Nicator, who had designs upon Egypt, was soon defeated, captured, and put to death (circ. 125 BC) by Alexander, nick¬named by the Syrians Zabinas, “the purchased”, who was said by some to be the son of Alexander Balas, by others an adopted son of Sidetes. Antiochus VIII (Grvphus), son of Demetrius Nicator, soon asserted his supremacy over Zabinas (122 BC), and for eight years reigned in peace over a kingdom reduced in size. At the end of this period there followed three years (114—111 BC) of civil war between him and his half-brother, Antiochus IX (Cyzicenus), remarkable mainly for his love of pleasure and sensuality, and apparent desire to pose as a second Antiochus Epiphanes in point of character. Cyzicenus, unlike his two immediate predecessors, ventured to meddle with Hyrcanus, who, however, on the one occasion on which their forces met, inflicted on him a decisive defeat.
Hyrcanus, taking advantage of the helplessness of Syria to check his schemes of extension, obtained forcible possession of considerable districts east of Jordan, as well as of Idumean and Samaritan territory. The Idumeans, who seem to have reaped much advantage from the destruction of Jerusalem by Nebuchadnezzar (580 BC) in the way of extension of territorynorthward, now weakened in all probability by the rising power of the Nabateans, who had spread from the south in their wake, were unable to resist the Jewish attack. To them he gave the alternative of exile or the embracing of Judaism. Many of them accepted the latter, and thenceforward such were considered as Jews, but, as we see from Josephus, they were liable to be looked on with some contempt by the Jewish aristocracy, who considered Herod, for example, as only a “half Jew”. “For the first time the Judeans under their leader, John Hyrcanus, practiced intolerance against other faiths; but they soon found out, to their painful cost, how dangerous it is to allow religious zeal to degenerate into the spirit of arbitrary conversion. The enforced union of the sons of Edom with the sons of Jacob was fraught with disaster to the latter. It was through the Idumeans and the Romans that the Hasmonean dynasty was overthrown and the Judean nation destroyed!”.

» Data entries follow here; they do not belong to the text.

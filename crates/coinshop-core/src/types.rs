//! # Domain Types
//!
//! Records persisted by the ledger store and the read models built from them.
//!
//! ## Type Hierarchy
//! ```text
//! ┌─────────────────────────────────────────────────────────────────────────┐
//! │                         Domain Types                                    │
//! │                                                                         │
//! │  ┌─────────────────┐   ┌─────────────────┐   ┌─────────────────┐       │
//! │  │    Account      │   │  CatalogItem    │   │ TransferRecord  │       │
//! │  │  ─────────────  │   │  ─────────────  │   │  ─────────────  │       │
//! │  │  username (PK)  │   │  name (PK)      │   │  id (UUID)      │       │
//! │  │  balance >= 0   │   │  price > 0      │   │  from / to      │       │
//! │  └────────┬────────┘   └────────┬────────┘   │  amount > 0     │       │
//! │           │ 1                   │ 1          └─────────────────┘       │
//! │           │                     │              append-only             │
//! │           ▼ *                   ▼ *                                     │
//! │  ┌─────────────────────────────────────────┐                           │
//! │  │ InventoryEntry (username, item_name)    │                           │
//! │  │ quantity >= 1                           │                           │
//! │  └─────────────────────────────────────────┘                           │
//! └─────────────────────────────────────────────────────────────────────────┘
//! ```

use chrono::{DateTime, Utc};
use serde::{Deserialize, Serialize};
use ts_rs::TS;

use crate::coins::Coins;

// =============================================================================
// Account
// =============================================================================

/// One row per user. Mutated only by the ledger engine.
#[derive(Debug, Clone, PartialEq, Serialize, Deserialize, TS)]
#[cfg_attr(feature = "sqlx", derive(sqlx::FromRow))]
#[ts(export)]
pub struct Account {
    /// Unique identity, immutable once created.
    pub username: String,

    /// Coin balance. Never negative in a committed state.
    pub balance: i64,

    #[ts(as = "String")]
    pub created_at: DateTime<Utc>,

    #[ts(as = "String")]
    pub updated_at: DateTime<Utc>,
}

impl Account {
    /// Returns the balance as a Coins value.
    #[inline]
    pub fn balance(&self) -> Coins {
        Coins::new(self.balance)
    }
}

// =============================================================================
// Catalog Item
// =============================================================================

/// Static reference data: something that can be bought.
#[derive(Debug, Clone, PartialEq, Eq, Serialize, Deserialize, TS)]
#[cfg_attr(feature = "sqlx", derive(sqlx::FromRow))]
#[ts(export)]
pub struct CatalogItem {
    pub name: String,
    pub price: i64,
}

impl CatalogItem {
    /// Returns the price as a Coins value.
    #[inline]
    pub fn price(&self) -> Coins {
        Coins::new(self.price)
    }
}

// =============================================================================
// Inventory Entry
// =============================================================================

/// How many of one item an account owns. Exists only once quantity >= 1.
#[derive(Debug, Clone, PartialEq, Serialize, Deserialize, TS)]
#[cfg_attr(feature = "sqlx", derive(sqlx::FromRow))]
#[ts(export)]
pub struct InventoryEntry {
    pub username: String,
    pub item_name: String,
    pub quantity: i64,
    #[ts(as = "String")]
    pub updated_at: DateTime<Utc>,
}

// =============================================================================
// Transfer Record
// =============================================================================

/// Immutable fact: `amount` coins moved from one account to another.
#[derive(Debug, Clone, PartialEq, Serialize, Deserialize, TS)]
#[cfg_attr(feature = "sqlx", derive(sqlx::FromRow))]
#[ts(export)]
pub struct TransferRecord {
    /// Server-assigned identifier (UUID v4).
    pub id: String,
    pub from_username: String,
    pub to_username: String,
    pub amount: i64,
    #[ts(as = "String")]
    pub created_at: DateTime<Utc>,
}

// =============================================================================
// Account Summary (read model)
// =============================================================================

/// Everything the `/api/info` endpoint shows about one account.
///
/// ## Wire Shape
/// ```json
/// {
///   "coins": 970,
///   "inventory": [{ "type": "cup", "quantity": 1 }],
///   "coinHistory": {
///     "received": [{ "fromUser": "bob", "amount": 10 }],
///     "sent": [{ "toUser": "carol", "amount": 40 }]
///   }
/// }
/// ```
#[derive(Debug, Clone, PartialEq, Serialize, Deserialize, TS)]
#[serde(rename_all = "camelCase")]
#[ts(export)]
pub struct AccountSummary {
    pub coins: i64,
    pub inventory: Vec<OwnedItem>,
    pub coin_history: CoinHistory,
}

/// One inventory line in an account summary.
#[derive(Debug, Clone, PartialEq, Eq, Serialize, Deserialize, TS)]
#[ts(export)]
pub struct OwnedItem {
    #[serde(rename = "type")]
    pub item_type: String,
    pub quantity: i64,
}

/// Transfers grouped by direction relative to the summarised account.
#[derive(Debug, Clone, Default, PartialEq, Eq, Serialize, Deserialize, TS)]
#[ts(export)]
pub struct CoinHistory {
    pub received: Vec<ReceivedCoins>,
    pub sent: Vec<SentCoins>,
}

#[derive(Debug, Clone, PartialEq, Eq, Serialize, Deserialize, TS)]
#[serde(rename_all = "camelCase")]
#[ts(export)]
pub struct ReceivedCoins {
    pub from_user: String,
    pub amount: i64,
}

#[derive(Debug, Clone, PartialEq, Eq, Serialize, Deserialize, TS)]
#[serde(rename_all = "camelCase")]
#[ts(export)]
pub struct SentCoins {
    pub to_user: String,
    pub amount: i64,
}

impl AccountSummary {
    /// Builds a summary from the account row, its inventory and every transfer
    /// it took part in.
    ///
    /// A transfer to oneself is listed once, under `received`.
    pub fn build(
        account: &Account,
        inventory: &[InventoryEntry],
        transfers: &[TransferRecord],
    ) -> Self {
        let mut history = CoinHistory::default();

        for transfer in transfers {
            if transfer.to_username == account.username {
                history.received.push(ReceivedCoins {
                    from_user: transfer.from_username.clone(),
                    amount: transfer.amount,
                });
            } else if transfer.from_username == account.username {
                history.sent.push(SentCoins {
                    to_user: transfer.to_username.clone(),
                    amount: transfer.amount,
                });
            }
        }

        AccountSummary {
            coins: account.balance,
            inventory: inventory
                .iter()
                .map(|entry| OwnedItem {
                    item_type: entry.item_name.clone(),
                    quantity: entry.quantity,
                })
                .collect(),
            coin_history: history,
        }
    }
}

// =============================================================================
// Unit Tests
// =============================================================================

In the Samaritan territory, Shechem and the temple on Mount Gerizim had been already destroyed by Hyrcanus. He now proceeded to plant Idumean settlers in the neighborhood of Samaria. The colonists there received sorry handling. Hyrcanus besieged Samaria, Cyzicenus, with some support from Egypt, vainly endeavoring to divert his attention by ravaging the country around (An ineffective support only. It came from Ptolemy Soter II (Lathyrus), who contributed a force of (6,000 men, but did so in opposition to the policy of the powerful queen-mother, Cleopatra, who had two distinguished Jews, Chelkias and Ananias, the sons of Onias of Heliopolis, for her generals in Palestine, and these were doubtless acting in the interest of the Jews against the Samaritans). After a year’s siege Samaria fell (108 BC) and was completely demolished, the ground on which it stood being cut up into ditches and canals. “When the sons of Hyrcanus [Aristobulus and Antigonus] returned to Jerusalem, the boundary between their father’s kingdom and that of the Syrians was substantially a line running from Mount Carmel on the west to Scythopolis on the Jordan. The authority of the holy city extended over a larger area than in any previous period since the Exile; and the country was so administered that the people prospered, and the nations outside were either jealous or respectful”.

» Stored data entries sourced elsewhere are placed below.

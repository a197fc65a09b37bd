//! # Repository Module
//!
//! Database repository implementations for the ledger store.
//!
//! ## Two Kinds of Method
//! ```text
//! ┌─────────────────────────────────────────────────────────────────────────┐
//! │                 Pool reads vs. unit-of-work calls                       │
//! │                                                                         │
//! │  repo.get("alice")                       ← runs on any pooled conn     │
//! │       │                                    sees last committed state   │
//! │       │                                    never feeds a mutation       │
//! │                                                                         │
//! │  repo.get_for_exclusive_read(&mut uow, "alice")                        │
//! │  repo.set_balance(&mut uow, "alice", 90)  ← runs on uow's connection   │
//! │  inventory.increment_ownership(&mut uow, ..)  commits or rolls back    │
//! │                                               with everything else     │
//! │                                               in that unit of work     │
//! └─────────────────────────────────────────────────────────────────────────┘
//! ```
//!
//! ## Available Repositories
//!
//! - [`AccountRepository`](account::AccountRepository) - Balances, locking read, combined transfer
//! - [`CatalogRepository`](catalog::CatalogRepository) - Item prices
//! - [`InventoryRepository`](inventory::InventoryRepository) - Ownership counters
//! - [`TransferRepository`](transfer::TransferRepository) - Append-only transfer log

pub mod account;
pub mod catalog;
pub mod inventory;
pub mod transfer;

A stage of advance in the way of personal claims on the part of Hyrcanus was marked by the occurrence of his own name on coins of this time: “Jochanan, high priest, and the commonwealth of the Judeans”; in some even “Jochanan, high priest, and head of the commonwealth of the Judeans”. Thus, while still claiming the priestly character of the government of which he appeared as ecclesiastical head, a distinct step forward was taken in the prominence given to his civil prerogatives.
We now come face to face with two parties destined to take an important position in Judaism. Neither the Pharisees nor the Sadducees are wholly out of relationship to views which we have already noticed as held by important factors of the community. But wh
ile they may thus remind us respectively of the Assideans and the Hellenists of the earlier period, the distinctions are also obvious. Those who from their natural bent of mind or from training took the narrowestview as to the duty of exclusiveness, were henceforward known as Essenes. Practicing strict asceticism, and in some cases at least forbidding marriage, these exercised a comparatively slight influence upon the community, with which they generally renounced all connection. The Pharisees, on the other hand, although their rise is not clearly marked, had evidently in Hyrcanus’s day acquired the position of the popular party. They were, however, a religions rather than a political body. To the close study of the Law they added that of the superim¬posed and elaborated traditions as to its meaning and extent of application. Thus while inheriting the essential ideas of the Assideans, they gave a much more unqualified support to the policy of exclusiveness and national self-assertion which arose naturally out of the success of the Maccabean movement, and they had a real interest in their country’s welfare and prestige. Although closely connected with the scribes, the two were not, at least in later times, coincident. The relation between the scribes and Pharisees “was practically the same as that which exists between teachers and taught. The Pharisees were the men who endeavored to reduce the teachings and theories of the scribes to practice, and all those scribes, who in addition to the written Law also believed in the binding authority of tradition, were Pharisees as well as scribes”.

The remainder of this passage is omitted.